## Task details:
Make an exact copy of all the data.

## Supplied material:
★ ★ ★ ★ ★
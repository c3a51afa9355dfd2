//! Canonical destination paths.
//!
//! Layout under the archive root:
//!
//! ```text
//! By-ISBN/{isbn} • {Title} • {year} • {Publisher}/{Title}.{ext}
//! No-ISBN/<relative path of the source>
//! No-Metadata/<relative path of the source>
//! ```
//!
//! Everything here is pure: same inputs, same path.

use std::path::{Component, Path, PathBuf};

use crate::classifier::{Category, ClassificationOutcome};

/// Field delimiter inside a By-ISBN folder name.
pub const FIELD_SEPARATOR: &str = " • ";

/// Computes the category-relative destination for a classified file.
///
/// `extension` comes from format detection. `source_relative` is the
/// file's path relative to the library (see [`source_relative`]) and is
/// only used for the No-ISBN and No-Metadata categories.
pub fn plan(outcome: &ClassificationOutcome, extension: &str, source_relative: &Path) -> PathBuf {
    let category = outcome.category();
    match outcome {
        ClassificationOutcome::Classified(record) => {
            let title = sanitize(&title_case(record.title()));
            let publisher = sanitize(&title_case(record.publisher()));
            let folder = [
                record.isbn().to_string(),
                title.clone(),
                record.year().to_string(),
                publisher,
            ]
            .join(FIELD_SEPARATOR);

            PathBuf::from(category.dir_name())
                .join(folder)
                .join(format!("{}.{}", title, extension.trim_start_matches('.')))
        }
        ClassificationOutcome::NoIsbn | ClassificationOutcome::NoMetadata { .. } => {
            PathBuf::from(category.dir_name()).join(source_relative)
        }
    }
}

/// Path of `path` relative to the archive root when it lives there, else
/// relative to the library root, with one leading category folder removed.
///
/// Stripping the category keeps reruns from nesting `No-ISBN/No-ISBN/...`.
/// Returns `None` when `path` is under neither root.
pub fn source_relative(path: &Path, root: &Path, archive_root: &Path) -> Option<PathBuf> {
    let relative = path
        .strip_prefix(archive_root)
        .or_else(|_| path.strip_prefix(root))
        .ok()?;

    let mut components = relative.components();
    let first = components.next()?;
    let rest = components.as_path();

    let is_category = matches!(first, Component::Normal(name)
        if name.to_str().and_then(Category::from_dir_name).is_some());

    if is_category && !rest.as_os_str().is_empty() {
        Some(rest.to_path_buf())
    } else {
        Some(relative.to_path_buf())
    }
}

/// Capitalizes the first character of each whitespace-separated word and
/// lowercases the rest. Runs of whitespace collapse to one space.
pub fn title_case(value: &str) -> String {
    value
        .split_whitespace()
        .map(|word| {
            let mut chars = word.chars();
            match chars.next() {
                Some(first) => first
                    .to_uppercase()
                    .chain(chars.flat_map(char::to_lowercase))
                    .collect::<String>(),
                None => String::new(),
            }
        })
        .collect::<Vec<_>>()
        .join(" ")
}

/// Replaces characters that cannot appear in a single path component.
pub fn sanitize(value: &str) -> String {
    value
        .chars()
        .map(|c| match c {
            '/' | '\\' | '\0' => '-',
            c => c,
        })
        .collect()
}
//! Configuration for the placer module.

use serde::{Deserialize, Serialize};

/// Configuration for the file system placer.
#[derive(Debug, Clone, Serialize, Deserialize)]
pub struct PlacerConfig {
    /// Highest numeric suffix tried for colliding names (`name_1` .. `name_N`).
    #[serde(default = "default_max_suffix")]
    pub max_suffix: u32,

    /// Chunk size in bytes for content comparison and cross-device copies.
    #[serde(default = "default_chunk_size")]
    pub compare_chunk_size: usize,

    /// Copy access and modification times on cross-device moves.
    #[serde(default = "default_true")]
    pub preserve_times: bool,

    /// Copy permission bits on cross-device moves.
    #[serde(default = "default_true")]
    pub preserve_permissions: bool,

    /// Permissions for created directories (Unix only, octal).
    #[serde(default = "default_dir_mode")]
    pub directory_mode: u32,
}

fn default_max_suffix() -> u32 {
    9
}

fn default_chunk_size() -> usize {
    1024 * 1024 // 1 MiB
}

fn default_true() -> bool {
    true
}

fn default_dir_mode() -> u32 {
    0o755
}

impl Default for PlacerConfig {
    fn default() -> Self {
        Self {
            max_suffix: default_max_suffix(),
            compare_chunk_size: default_chunk_size(),
            preserve_times: true,
            preserve_permissions: true,
            directory_mode: default_dir_mode(),
        }
    }
}

impl PlacerConfig {
    pub fn with_max_suffix(mut self, max_suffix: u32) -> Self {
        self.max_suffix = max_suffix;
        self
    }

    pub fn with_compare_chunk_size(mut self, size: usize) -> Self {
        self.compare_chunk_size = size;
        self
    }

    pub fn with_preserve_times(mut self, enabled: bool) -> Self {
        self.preserve_times = enabled;
        self
    }

    pub fn with_preserve_permissions(mut self, enabled: bool) -> Self {
        self.preserve_permissions = enabled;
        self
    }

    pub fn with_directory_mode(mut self, mode: u32) -> Self {
        self.directory_mode = mode;
        self
    }
}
★ ★ ★ ★ ★
## Exercise result:
repository c3a51afa9355dfd2
//! Canonical destination paths.
//!
//! Layout under the archive root:
//!
//! ```text
//! By-ISBN/{isbn} • {Title} • {year} • {Publisher}/{Title}.{ext}
//! No-ISBN/<relative path of the source>
//! No-Metadata/<relative path of the source>
//! ```
//!
//! Everything here is pure: same inputs, same path.

use std::path::{Component, Path, PathBuf};

use crate::classifier::{Category, ClassificationOutcome};

/// Field delimiter inside a By-ISBN folder name.
pub const FIELD_SEPARATOR: &str = " • ";

/// Computes the category-relative destination for a classified file.
///
/// `extension` comes from format detection. `source_relative` is the
/// file's path relative to the library (see [`source_relative`]) and is
/// only used for the No-ISBN and No-Metadata categories.
pub fn plan(outcome: &ClassificationOutcome, extension: &str, source_relative: &Path) -> PathBuf {
    let category = outcome.category();
    match outcome {
        ClassificationOutcome::Classified(record) => {
            let title = sanitize(&title_case(record.title()));
            let publisher = sanitize(&title_case(record.publisher()));
            let folder = [
                record.isbn().to_string(),
                title.clone(),
                record.year().to_string(),
                publisher,
            ]
            .join(FIELD_SEPARATOR);

            PathBuf::from(category.dir_name())
                .join(folder)
                .join(format!("{}.{}", title, extension.trim_start_matches('.')))
        }
        ClassificationOutcome::NoIsbn | ClassificationOutcome::NoMetadata { .. } => {
            PathBuf::from(category.dir_name()).join(source_relative)
        }
    }
}

/// Path of `path` relative to the archive root when it lives there, else
/// relative to the library root, with one leading category folder removed.
///
/// Stripping the category keeps reruns from nesting `No-ISBN/No-ISBN/...`.
/// Returns `None` when `path` is under neither root.
pub fn source_relative(path: &Path, root: &Path, archive_root: &Path) -> Option<PathBuf> {
    let relative = path
        .strip_prefix(archive_root)
        .or_else(|_| path.strip_prefix(root))
        .ok()?;

    let mut components = relative.components();
    let first = components.next()?;
    let rest = components.as_path();

    let is_category = matches!(first, Component::Normal(name)
        if name.to_str().and_then(Category::from_dir_name).is_some());

    if is_category && !rest.as_os_str().is_empty() {
        Some(rest.to_path_buf())
    } else {
        Some(relative.to_path_buf())
    }
}

/// Capitalizes the first character of each whitespace-separated word and
/// lowercases the rest. Runs of whitespace collapse to one space.
pub fn title_case(value: &str) -> String {
    value
        .split_whitespace()
        .map(|word| {
            let mut chars = word.chars();
            match chars.next() {
                Some(first) => first
                    .to_uppercase()
                    .chain(chars.flat_map(char::to_lowercase))
                    .collect::<String>(),
                None => String::new(),
            }
        })
        .collect::<Vec<_>>()
        .join(" ")
}

/// Replaces characters that cannot appear in a single path component.
pub fn sanitize(value: &str) -> String {
    value
        .chars()
        .map(|c| match c {
            '/' | '\\' | '\0' => '-',
            c => c,
        })
        .collect()
}
//! Configuration for the placer module.

use serde::{Deserialize, Serialize};

/// Configuration for the file system placer.
#[derive(Debug, Clone, Serialize, Deserialize)]
pub struct PlacerConfig {
    /// Highest numeric suffix tried for colliding names (`name_1` .. `name_N`).
    #[serde(default = "default_max_suffix")]
    pub max_suffix: u32,

    /// Chunk size in bytes for content comparison and cross-device copies.
    #[serde(default = "default_chunk_size")]
    pub compare_chunk_size: usize,

    /// Copy access and modification times on cross-device moves.
    #[serde(default = "default_true")]
    pub preserve_times: bool,

    /// Copy permission bits on cross-device moves.
    #[serde(default = "default_true")]
    pub preserve_permissions: bool,

    /// Permissions for created directories (Unix only, octal).
    #[serde(default = "default_dir_mode")]
    pub directory_mode: u32,
}

fn default_max_suffix() -> u32 {
    9
}

fn default_chunk_size() -> usize {
    1024 * 1024 // 1 MiB
}

fn default_true() -> bool {
    true
}

fn default_dir_mode() -> u32 {
    0o755
}

impl Default for PlacerConfig {
    fn default() -> Self {
        Self {
            max_suffix: default_max_suffix(),
            compare_chunk_size: default_chunk_size(),
            preserve_times: true,
            preserve_permissions: true,
            directory_mode: default_dir_mode(),
        }
    }
}

impl PlacerConfig {
    pub fn with_max_suffix(mut self, max_suffix: u32) -> Self {
        self.max_suffix = max_suffix;
        self
    }

    pub fn with_compare_chunk_size(mut self, size: usize) -> Self {
        self.compare_chunk_size = size;
        self
    }

    pub fn with_preserve_times(mut self, enabled: bool) -> Self {
        self.preserve_times = enabled;
        self
    }

    pub fn with_preserve_permissions(mut self, enabled: bool) -> Self {
        self.preserve_permissions = enabled;
        self
    }

    pub fn with_directory_mode(mut self, mode: u32) -> Self {
        self.directory_mode = mode;
        self
    }
}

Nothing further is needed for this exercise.